Regulation of RhoA Signaling by the cAMP-dependent Phosphorylation of RhoGDIα

RhoA plays a pivotal role in regulating cell shape and movement. Protein kinase A (PKA) inhibits RhoA signaling and thereby induces a characteristic morphological change, cell rounding. This has been considered to result from cAMP-induced phosphorylation of RhoA at Ser-188, which induces a stable RhoA-GTP-RhoGDI alpha complex and sequesters RhoA to the cytosol. However, few groups have shown RhoA phosphorylation in intact cells. Here we show that phosphorylation of RhoGDI alpha but not RhoA plays an essential role in the PKA-induced inhibition of RhoA signaling and in the morphological changes using cardiac fibroblasts.

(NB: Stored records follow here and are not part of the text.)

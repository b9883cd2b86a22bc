//! The algorithms the pipeline drives but does not define.
//!
//! Every stage talks to its algorithm through one of these traits. A [`Backend`]
//! builds a fresh instance for each use from the resolved settings.

use crate::camera::CameraBank;
use crate::cloud::DenseCloud;
use crate::disparity::{DisparityImage, DisparityParameters};
use crate::error::Result;
use crate::images::ImageDimension;
use crate::scene::{PairwiseGraph, RefinedScene, SimilarityDatabase, WorkingSceneGraph};
use crate::settings::{
    PairwiseSettings, SimilarTrackerSettings, SimilarUnorderedSettings, SparseToDenseSettings,
    TrackerSettings,
};
use crate::summary::VerboseLog;
use image::{GrayImage, RgbImage};
use std::collections::BTreeMap;

/// Finds which previously seen images plausibly overlap a new image.
pub trait SimilarityIndex {
    /// Gives the index a sink for diagnostic output.
    fn set_verbose(&mut self, _log: VerboseLog) {}

    fn add_image(&mut self, view_id: &str, image: &GrayImage) -> Result<()>;

    /// Finalizes the index. Consuming `self` means this can only happen once.
    fn fixate(self: Box<Self>) -> Result<SimilarityDatabase>;
}

/// Scores candidate image pairs for shared 3D structure.
pub trait PairwiseBuilder {
    fn set_verbose(&mut self, _log: VerboseLog) {}

    fn process(
        &mut self,
        similar: &SimilarityDatabase,
        cameras: &CameraBank,
    ) -> Result<PairwiseGraph>;
}

/// Turns the pairwise graph into zero or more independent metric scenes.
pub trait MetricReconstructor {
    fn set_verbose(&mut self, _log: VerboseLog) {}

    /// Returns the scenes in the order they were discovered.
    fn process(
        &mut self,
        similar: &SimilarityDatabase,
        cameras: &CameraBank,
        graph: &PairwiseGraph,
    ) -> Result<Vec<WorkingSceneGraph>>;
}

/// The result of bundle adjustment.
#[derive(Debug, Clone, PartialEq)]
pub struct RefineOutcome {
    pub scene: RefinedScene,
    /// `false` if the optimizer gave up. The scene is still usable.
    pub converged: bool,
}

/// Bundle adjustment of one working scene.
pub trait Refiner {
    fn set_verbose(&mut self, _log: VerboseLog) {}

    fn process(
        &mut self,
        similar: &SimilarityDatabase,
        working: &WorkingSceneGraph,
    ) -> Result<RefineOutcome>;
}

/// Receives the disparity images produced while fusing a scene.
pub trait StereoListener {
    /// Called for every rectified stereo pair.
    fn handle_pair_disparity(
        &mut self,
        _left: &str,
        _right: &str,
        _disparity: &DisparityImage,
        _parameters: &DisparityParameters,
    ) -> Result<()> {
        Ok(())
    }

    /// Called once per center view with its fused disparity, which the listener may modify
    /// before it is turned into points.
    fn handle_fused_disparity(
        &mut self,
        name: &str,
        disparity: &mut DisparityImage,
        parameters: &DisparityParameters,
    ) -> Result<()>;
}

/// Fetches images by view id.
pub trait ImageLookup {
    /// The downsized dimension of an image without decoding it.
    fn load_shape(&self, view_id: &str) -> Option<ImageDimension>;

    /// Decodes and downsizes an image.
    fn load_image(&self, view_id: &str) -> Result<RgbImage>;
}

/// Multi-view stereo over a refined scene.
pub trait DenseFuser {
    fn set_verbose(&mut self, _log: VerboseLog) {}

    /// Returns `None` if no dense points could be produced.
    fn process(
        &mut self,
        scene: &RefinedScene,
        view_to_id: &BTreeMap<usize, String>,
        lookup: &dyn ImageLookup,
        listener: &mut dyn StereoListener,
    ) -> Result<Option<DenseCloud>>;
}

/// Builds every collaborator the pipeline needs.
pub trait Backend {
    /// Recognition based similarity for images in any order.
    fn similar_unordered(&self, settings: &SimilarUnorderedSettings) -> Box<dyn SimilarityIndex>;

    /// Tracking based similarity for images in temporal order.
    fn similar_tracker(
        &self,
        tracker: &TrackerSettings,
        settings: &SimilarTrackerSettings,
    ) -> Box<dyn SimilarityIndex>;

    fn pairwise(&self, settings: &PairwiseSettings) -> Box<dyn PairwiseBuilder>;

    fn metric(&self) -> Box<dyn MetricReconstructor>;

    /// `keep_fraction` is the fraction of observations kept when pruning outliers.
    fn refiner(&self, keep_fraction: f64) -> Box<dyn Refiner>;

    fn dense(&self, settings: &SparseToDenseSettings) -> Box<dyn DenseFuser>;
}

The knockdown of RhoGDI alpha by siRNA blocks cAMP-induced cell rounding, which is recovered by RhoGDI alpha-WT expression but not when a RhoGDI alpha-S174A mutant is expressed. PKA phosphorylates RhoGDI alpha at Ser-174 and the phosphorylation of RhoGDI alpha is likely to induce the formation of a active RhoA-RhoGDI alpha complex. Our present results thus reveal a principal molecular mechanism underlying G(g)/cAMP-induced cross-talk with G(q)/G(13)/RhoA signaling.